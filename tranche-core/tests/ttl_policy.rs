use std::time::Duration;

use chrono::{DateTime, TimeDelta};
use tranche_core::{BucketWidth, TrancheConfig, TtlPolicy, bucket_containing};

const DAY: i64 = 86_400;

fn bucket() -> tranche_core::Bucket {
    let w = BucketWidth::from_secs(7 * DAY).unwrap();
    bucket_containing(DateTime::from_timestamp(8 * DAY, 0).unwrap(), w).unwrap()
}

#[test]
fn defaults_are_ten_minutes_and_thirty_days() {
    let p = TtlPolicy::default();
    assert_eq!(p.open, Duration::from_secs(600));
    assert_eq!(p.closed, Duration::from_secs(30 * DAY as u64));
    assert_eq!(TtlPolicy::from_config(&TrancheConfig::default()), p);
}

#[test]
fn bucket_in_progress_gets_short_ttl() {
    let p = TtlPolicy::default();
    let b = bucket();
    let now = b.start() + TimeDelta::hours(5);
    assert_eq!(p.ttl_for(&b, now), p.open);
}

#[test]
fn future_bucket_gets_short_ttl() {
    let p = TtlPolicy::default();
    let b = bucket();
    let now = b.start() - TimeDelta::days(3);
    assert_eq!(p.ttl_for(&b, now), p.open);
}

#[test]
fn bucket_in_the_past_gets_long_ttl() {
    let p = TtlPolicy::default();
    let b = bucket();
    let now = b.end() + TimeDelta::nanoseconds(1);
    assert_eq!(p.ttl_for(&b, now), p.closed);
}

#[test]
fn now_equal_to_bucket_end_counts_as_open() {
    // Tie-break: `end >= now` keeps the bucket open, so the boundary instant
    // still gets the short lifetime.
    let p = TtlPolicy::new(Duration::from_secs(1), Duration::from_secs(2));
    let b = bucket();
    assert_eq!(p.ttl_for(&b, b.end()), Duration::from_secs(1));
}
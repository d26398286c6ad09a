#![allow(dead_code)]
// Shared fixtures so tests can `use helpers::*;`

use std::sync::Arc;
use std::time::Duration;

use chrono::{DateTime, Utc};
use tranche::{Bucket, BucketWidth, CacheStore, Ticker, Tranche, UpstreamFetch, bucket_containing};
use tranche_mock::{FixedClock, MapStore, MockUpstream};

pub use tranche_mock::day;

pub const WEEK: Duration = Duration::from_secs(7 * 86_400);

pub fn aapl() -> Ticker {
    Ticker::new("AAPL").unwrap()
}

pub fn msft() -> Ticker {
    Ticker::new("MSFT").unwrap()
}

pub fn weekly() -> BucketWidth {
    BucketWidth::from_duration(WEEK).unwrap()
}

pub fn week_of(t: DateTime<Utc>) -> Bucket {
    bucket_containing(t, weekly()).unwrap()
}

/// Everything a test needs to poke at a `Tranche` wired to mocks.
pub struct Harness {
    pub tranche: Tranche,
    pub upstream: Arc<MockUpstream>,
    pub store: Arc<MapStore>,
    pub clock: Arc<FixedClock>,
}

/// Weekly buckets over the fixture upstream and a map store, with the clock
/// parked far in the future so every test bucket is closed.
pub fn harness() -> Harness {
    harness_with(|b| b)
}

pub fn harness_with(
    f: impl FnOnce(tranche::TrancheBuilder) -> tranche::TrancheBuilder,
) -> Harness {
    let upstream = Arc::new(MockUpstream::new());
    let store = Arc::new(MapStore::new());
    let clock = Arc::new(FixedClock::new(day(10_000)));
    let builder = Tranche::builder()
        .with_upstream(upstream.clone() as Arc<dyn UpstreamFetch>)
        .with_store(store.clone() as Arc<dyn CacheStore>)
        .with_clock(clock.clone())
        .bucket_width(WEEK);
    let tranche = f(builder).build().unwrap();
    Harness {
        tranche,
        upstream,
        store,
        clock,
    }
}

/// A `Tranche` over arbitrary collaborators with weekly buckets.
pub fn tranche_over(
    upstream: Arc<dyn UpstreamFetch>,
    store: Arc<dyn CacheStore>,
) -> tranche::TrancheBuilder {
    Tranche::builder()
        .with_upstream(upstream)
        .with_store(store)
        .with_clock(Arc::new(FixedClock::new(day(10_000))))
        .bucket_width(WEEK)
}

■ EXERCISE OBJECTIVE ■
Set down the whole listing once more, exactly as it appears.

■ EXERCISE SOLUTION ■
filename tranche-core/tests/ttl_policy.rs
use std::time::Duration;

use chrono::{DateTime, TimeDelta};
use tranche_core::{BucketWidth, TrancheConfig, TtlPolicy, bucket_containing};

const DAY: i64 = 86_400;

fn bucket() -> tranche_core::Bucket {
    let w = BucketWidth::from_secs(7 * DAY).unwrap();
    bucket_containing(DateTime::from_timestamp(8 * DAY, 0).unwrap(), w).unwrap()
}

#[test]
fn defaults_are_ten_minutes_and_thirty_days() {
    let p = TtlPolicy::default();
    assert_eq!(p.open, Duration::from_secs(600));
    assert_eq!(p.closed, Duration::from_secs(30 * DAY as u64));
    assert_eq!(TtlPolicy::from_config(&TrancheConfig::default()), p);
}

#[test]
fn bucket_in_progress_gets_short_ttl() {
    let p = TtlPolicy::default();
    let b = bucket();
    let now = b.start() + TimeDelta::hours(5);
    assert_eq!(p.ttl_for(&b, now), p.open);
}

#[test]
fn future_bucket_gets_short_ttl() {
    let p = TtlPolicy::default();
    let b = bucket();
    let now = b.start() - TimeDelta::days(3);
    assert_eq!(p.ttl_for(&b, now), p.open);
}

#[test]
fn bucket_in_the_past_gets_long_ttl() {
    let p = TtlPolicy::default();
    let b = bucket();
    let now = b.end() + TimeDelta::nanoseconds(1);
    assert_eq!(p.ttl_for(&b, now), p.closed);
}

#[test]
fn now_equal_to_bucket_end_counts_as_open() {
    // Tie-break: `end >= now` keeps the bucket open, so the boundary instant
    // still gets the short lifetime.
    let p = TtlPolicy::new(Duration::from_secs(1), Duration::from_secs(2));
    let b = bucket();
    assert_eq!(p.ttl_for(&b, b.end()), Duration::from_secs(1));
}
repository d26398286c6ad09a
#![allow(dead_code)]
// Shared fixtures so tests can `use helpers::*;`

use std::sync::Arc;
use std::time::Duration;

use chrono::{DateTime, Utc};
use tranche::{Bucket, BucketWidth, CacheStore, Ticker, Tranche, UpstreamFetch, bucket_containing};
use tranche_mock::{FixedClock, MapStore, MockUpstream};

pub use tranche_mock::day;

pub const WEEK: Duration = Duration::from_secs(7 * 86_400);

pub fn aapl() -> Ticker {
    Ticker::new("AAPL").unwrap()
}

pub fn msft() -> Ticker {
    Ticker::new("MSFT").unwrap()
}

pub fn weekly() -> BucketWidth {
    BucketWidth::from_duration(WEEK).unwrap()
}

pub fn week_of(t: DateTime<Utc>) -> Bucket {
    bucket_containing(t, weekly()).unwrap()
}

/// Everything a test needs to poke at a `Tranche` wired to mocks.
pub struct Harness {
    pub tranche: Tranche,
    pub upstream: Arc<MockUpstream>,
    pub store: Arc<MapStore>,
    pub clock: Arc<FixedClock>,
}

/// Weekly buckets over the fixture upstream and a map store, with the clock
/// parked far in the future so every test bucket is closed.
pub fn harness() -> Harness {
    harness_with(|b| b)
}

pub fn harness_with(
    f: impl FnOnce(tranche::TrancheBuilder) -> tranche::TrancheBuilder,
) -> Harness {
    let upstream = Arc::new(MockUpstream::new());
    let store = Arc::new(MapStore::new());
    let clock = Arc::new(FixedClock::new(day(10_000)));
    let builder = Tranche::builder()
        .with_upstream(upstream.clone() as Arc<dyn UpstreamFetch>)
        .with_store(store.clone() as Arc<dyn CacheStore>)
        .with_clock(clock.clone())
        .bucket_width(WEEK);
    let tranche = f(builder).build().unwrap();
    Harness {
        tranche,
        upstream,
        store,
        clock,
    }
}

/// A `Tranche` over arbitrary collaborators with weekly buckets.
pub fn tranche_over(
    upstream: Arc<dyn UpstreamFetch>,
    store: Arc<dyn CacheStore>,
) -> tranche::TrancheBuilder {
    Tranche::builder()
        .with_upstream(upstream)
        .with_store(store)
        .with_clock(Arc::new(FixedClock::new(day(10_000))))
        .bucket_width(WEEK)
}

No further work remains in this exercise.